News about life behind the walls

Cruel and unusual: Lack of air conditioning exacerbates medical conditions

Across the hottest places in the U.S., caged humans often face unbearable and sometimes lethal conditions behind the walls where air conditioning is not provided. The Prison Policy Initiative has found that famously hot states lack universal air conditioning in prisons and jails. These include Alabama, Arizona, California, Florida, Georgia, Kansas, Kentucky, Louisiana, Mississippi, Missouri, North Carolina, South Carolina, Texas, and Virginia. (, June 18, 2019)

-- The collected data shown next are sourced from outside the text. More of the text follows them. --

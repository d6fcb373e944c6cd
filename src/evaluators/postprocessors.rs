//! Built-in postprocessors.
use crate::evaluators::{Aggregation, Evaluable, EvaluatorBase, PartialValue, Postprocessor, PostprocessorScope};
use crate::factory::{Factory, SetupContext};
use crate::fe_data::{EvalEnv, QpContext};
use crate::variables::CoupledVariableId;

pub(crate) fn register(factory: &mut Factory) {
    factory.register_postprocessor("ElementIntegralVariable", |ctx| {
        Ok(Box::new(ElementIntegral::variable(ctx, Aggregation::Sum)?))
    });
    factory.register_postprocessor("ElementAverageValue", |ctx| {
        Ok(Box::new(ElementIntegral::variable(ctx, Aggregation::Average)?))
    });
    factory.register_postprocessor("ElementIntegralMaterialProperty", |ctx| {
        Ok(Box::new(ElementIntegral::material(ctx)?))
    });
    factory.register_postprocessor("NodalMaxValue", |ctx| Ok(Box::new(NodalMaxValue::new(ctx)?)));
    factory.register_postprocessor("TimestepSize", |ctx| Ok(Box::new(TimestepSize::new(ctx)?)));
}

#[derive(Debug, Clone)]
enum Integrand {
    Variable(CoupledVariableId),
    Material(String),
}

/// Integral (or integral average) of a variable or material property over active elements.
#[derive(Debug, Clone)]
pub struct ElementIntegral {
    base: EvaluatorBase,
    integrand: Integrand,
    aggregation: Aggregation,
    integral: f64,
    volume: f64,
}

impl ElementIntegral {
    pub fn variable(ctx: &SetupContext, aggregation: Aggregation) -> eyre::Result<Self> {
        let var = ctx.any_variable()?;
        Ok(Self {
            base: ctx.base()?,
            integrand: Integrand::Variable(ctx.coupled_id(var)),
            aggregation,
            integral: 0.0,
            volume: 0.0,
        })
    }

    pub fn material(ctx: &SetupContext) -> eyre::Result<Self> {
        Ok(Self {
            base: ctx.base()?,
            integrand: Integrand::Material(ctx.params.string("property")?.to_string()),
            aggregation: Aggregation::Sum,
            integral: 0.0,
            volume: 0.0,
        })
    }
}

impl Evaluable for ElementIntegral {
    fn base(&self) -> &EvaluatorBase {
        &self.base
    }
}

impl Postprocessor for ElementIntegral {
    fn scope(&self) -> PostprocessorScope {
        PostprocessorScope::Element
    }

    fn aggregation(&self) -> Aggregation {
        self.aggregation
    }

    fn initialize(&mut self) {
        self.integral = 0.0;
        self.volume = 0.0;
    }

    fn execute_qp(&mut self, qp: &QpContext) -> eyre::Result<()> {
        let value = match &self.integrand {
            Integrand::Variable(var) => qp.coupled_value(*var),
            Integrand::Material(name) => qp.material(name)?,
        };
        self.integral += qp.jxw() * value;
        self.volume += qp.jxw();
        Ok(())
    }

    fn partial(&self) -> PartialValue {
        PartialValue {
            value: self.integral,
            weight: self.volume,
        }
    }
}

/// Maximum nodal value of a Lagrange variable.
#[derive(Debug, Clone)]
pub struct NodalMaxValue {
    base: EvaluatorBase,
    variable: CoupledVariableId,
    max: f64,
    count: usize,
}

impl NodalMaxValue {
    pub fn new(ctx: &SetupContext) -> eyre::Result<Self> {
        let var = ctx.any_variable()?;
        Ok(Self {
            base: ctx.base()?,
            variable: ctx.coupled_id(var),
            max: f64::NEG_INFINITY,
            count: 0,
        })
    }
}

impl Evaluable for NodalMaxValue {
    fn base(&self) -> &EvaluatorBase {
        &self.base
    }
}

impl Postprocessor for NodalMaxValue {
    fn scope(&self) -> PostprocessorScope {
        PostprocessorScope::Nodal
    }

    fn aggregation(&self) -> Aggregation {
        Aggregation::Max
    }

    fn initialize(&mut self) {
        self.max = f64::NEG_INFINITY;
        self.count = 0;
    }

    fn execute_qp(&mut self, qp: &QpContext) -> eyre::Result<()> {
        if qp.coupled(self.variable).is_active() {
            self.max = self.max.max(qp.coupled_value(self.variable));
            self.count += 1;
        }
        Ok(())
    }

    fn partial(&self) -> PartialValue {
        PartialValue {
            value: self.max,
            weight: self.count as f64,
        }
    }
}

/// The current time step size.
#[derive(Debug, Clone)]
pub struct TimestepSize {
    base: EvaluatorBase,
}

impl TimestepSize {
    pub fn new(ctx: &SetupContext) -> eyre::Result<Self> {
        Ok(Self { base: ctx.base()? })
    }
}

impl Evaluable for TimestepSize {
    fn base(&self) -> &EvaluatorBase {
        &self.base
    }
}

impl Postprocessor for TimestepSize {
    fn scope(&self) -> PostprocessorScope {
        PostprocessorScope::General
    }

    fn aggregation(&self) -> Aggregation {
        Aggregation::Sum
    }

    fn execute_general(&mut self, env: &EvalEnv) -> eyre::Result<f64> {
        Ok(env.time.dt)
    }
}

In Texas alone, “75 of the state’s 104 prisons and jails do not have air conditioning in most inmate housing areas where temperatures often rise above 100 degrees in the summer.” The Texas Department of Criminal Justice spent $7 million fighting a lawsuit by prisoners demanding AC at the Wallace Pack Unit near College Station, where it would only have cost $4 million to do it. (Texas Tribune, March 21, 2019) The TDCJ also has a hard time retaining guards, who also cannot stand the heat behind the walls without AC.

Cruelty is often the point, as refusing to install air conditioning is a matter not just of short-term cost savings, but of appearing tough on crime. In 2014, the people of Jefferson Parish, La., only voted to build a new jail after local leaders promised there would be no air conditioning.

Benny Hernandez, an incarcerated man in Texas, told Prison Policy Initiative how torturous heat is in prisons: “It routinely feels as if one’s sitting in a convection oven being slowly cooked alive. There is no respite from the agony that the heat in Texas prisons inflicts.”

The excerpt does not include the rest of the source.